* Required work: Find every line below with the word "return" in it, and copy each one.

[Collected data]
━━━━━━━━━━

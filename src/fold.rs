use std::collections::HashSet;

use log::debug;

use crate::error::Error;
use crate::ir::{Node, NodeType, OnnxGraph, TensorData};
use crate::tensor::{activation, Tensor};

/// Pre-evaluate constant subexpressions of the traced graph.
///
/// `Constant` nodes become initializers, and any node whose inputs are all
/// initializers is evaluated at export time and replaced by an initializer
/// holding its result. Initializers that end up unreferenced are dropped.
pub fn fold_constants(graph: &mut OnnxGraph) -> Result<(), Error> {
    // Absorb Constant nodes into the initializer set first.
    let mut nodes = Vec::with_capacity(graph.nodes.len());
    for node in graph.nodes.drain(..) {
        if node.node_type == NodeType::Constant {
            let data = node
                .attrs
                .get("value")
                .and_then(|attr| attr.as_tensor())
                .ok_or_else(|| {
                    Error::Fold(format!("constant node '{}' has no value", node.name))
                })?;
            debug!("folding constant node '{}' into initializer", node.name);
            graph
                .initializers
                .insert(node.outputs[0].name.clone(), data.clone());
        } else {
            nodes.push(node);
        }
    }

    // Evaluate nodes fed entirely by initializers until a fixpoint. Nodes
    // are stored in execution order, so a single forward sweep suffices.
    let mut remaining = Vec::with_capacity(nodes.len());
    for node in nodes {
        let constant_fed = node
            .inputs
            .iter()
            .all(|input| graph.initializers.contains_key(&input.name));
        if constant_fed && !node.inputs.is_empty() {
            let result = evaluate(&node, graph)?;
            debug!("folded node '{}' ({})", node.name, node.node_type);
            graph.initializers.insert(node.outputs[0].name.clone(), result);
        } else {
            remaining.push(node);
        }
    }
    graph.nodes = remaining;

    // Drop initializers nothing references anymore.
    let referenced: HashSet<&str> = graph
        .nodes
        .iter()
        .flat_map(|node| node.inputs.iter())
        .chain(graph.outputs.iter())
        .map(|arg| arg.name.as_str())
        .collect();
    graph
        .initializers
        .retain(|name, _| referenced.contains(name.as_str()));

    Ok(())
}

/// Evaluate a single node on initializer data.
fn evaluate(node: &Node, graph: &OnnxGraph) -> Result<TensorData, Error> {
    let inputs: Vec<Tensor> = node
        .inputs
        .iter()
        .map(|input| Tensor::from(&graph.initializers[&input.name]))
        .collect();

    let output = match node.node_type {
        NodeType::Add => inputs[0].zip(&inputs[1], |a, b| a + b)?,
        NodeType::Sub => inputs[0].zip(&inputs[1], |a, b| a - b)?,
        NodeType::Mul => inputs[0].zip(&inputs[1], |a, b| a * b)?,
        NodeType::Div => inputs[0].zip(&inputs[1], |a, b| a / b)?,
        NodeType::Erf => activation::erf(&inputs[0]),
        NodeType::Sqrt => inputs[0].map(f32::sqrt),
        NodeType::Gelu => {
            let approximate = node
                .attrs
                .get("approximate")
                .and_then(|attr| attr.as_string())
                .unwrap_or("none");
            if approximate != "none" {
                return Err(Error::Fold(format!(
                    "gelu approximation '{approximate}' is not supported"
                )));
            }
            activation::gelu(&inputs[0])
        }
        NodeType::Constant => {
            return Err(Error::Fold(
                "constant nodes are absorbed before evaluation".to_string(),
            ))
        }
    };

    Ok(TensorData::from(&output))
}

#[cfg(test)]
mod tests {
    use super::*;
    use crate::ir::Data;
    use crate::trace::Tracer;

    #[test]
    fn constant_expression_folds_to_initializer() {
        let tracer = Tracer::new();
        let input = tracer.input("input", &Tensor::from_vec(vec![1.0, 2.0]));
        let half = tracer.constant(TensorData::new_f32(vec![0.5], vec![1]));
        let two = tracer.constant(TensorData::new_f32(vec![2.0], vec![1]));
        // (0.5 * 2.0) is constant, the final mul depends on the input.
        let scale = half.mul(&two);
        let output = input.mul(&scale);
        let mut graph = tracer.finish(&[output]).unwrap();
        assert_eq!(graph.nodes.len(), 4);

        fold_constants(&mut graph).unwrap();

        // Only the input-dependent mul survives, fed by one initializer.
        assert_eq!(graph.nodes.len(), 1);
        assert_eq!(graph.nodes[0].node_type, NodeType::Mul);
        assert_eq!(graph.initializers.len(), 1);
        let folded = &graph.initializers["mul1_out1"];
        assert_eq!(folded.data, Data::Float32s(vec![1.0]));
    }

    #[test]
    fn runtime_only_graph_is_untouched() {
        let tracer = Tracer::new();
        let input = tracer.input("input", &Tensor::from_vec(vec![1.0]));
        let output = input.gelu();
        let mut graph = tracer.finish(&[output]).unwrap();

        fold_constants(&mut graph).unwrap();

        assert_eq!(graph.nodes.len(), 1);
        assert!(graph.initializers.is_empty());
    }

    #[test]
    fn fully_constant_output_is_kept_as_initializer() {
        let tracer = Tracer::new();
        let value = tracer.constant(TensorData::new_f32(vec![4.0], vec![1]));
        let output = value.sqrt();
        let mut graph = tracer.finish(&[output]).unwrap();

        fold_constants(&mut graph).unwrap();

        assert!(graph.nodes.is_empty());
        let folded = &graph.initializers["sqrt1_out1"];
        assert_eq!(folded.data, Data::Float32s(vec![2.0]));
    }
}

━━━━━━━━━━

* Answer for this exercise:
                return Err(Error::Fold(format!(
            return Err(Error::Fold(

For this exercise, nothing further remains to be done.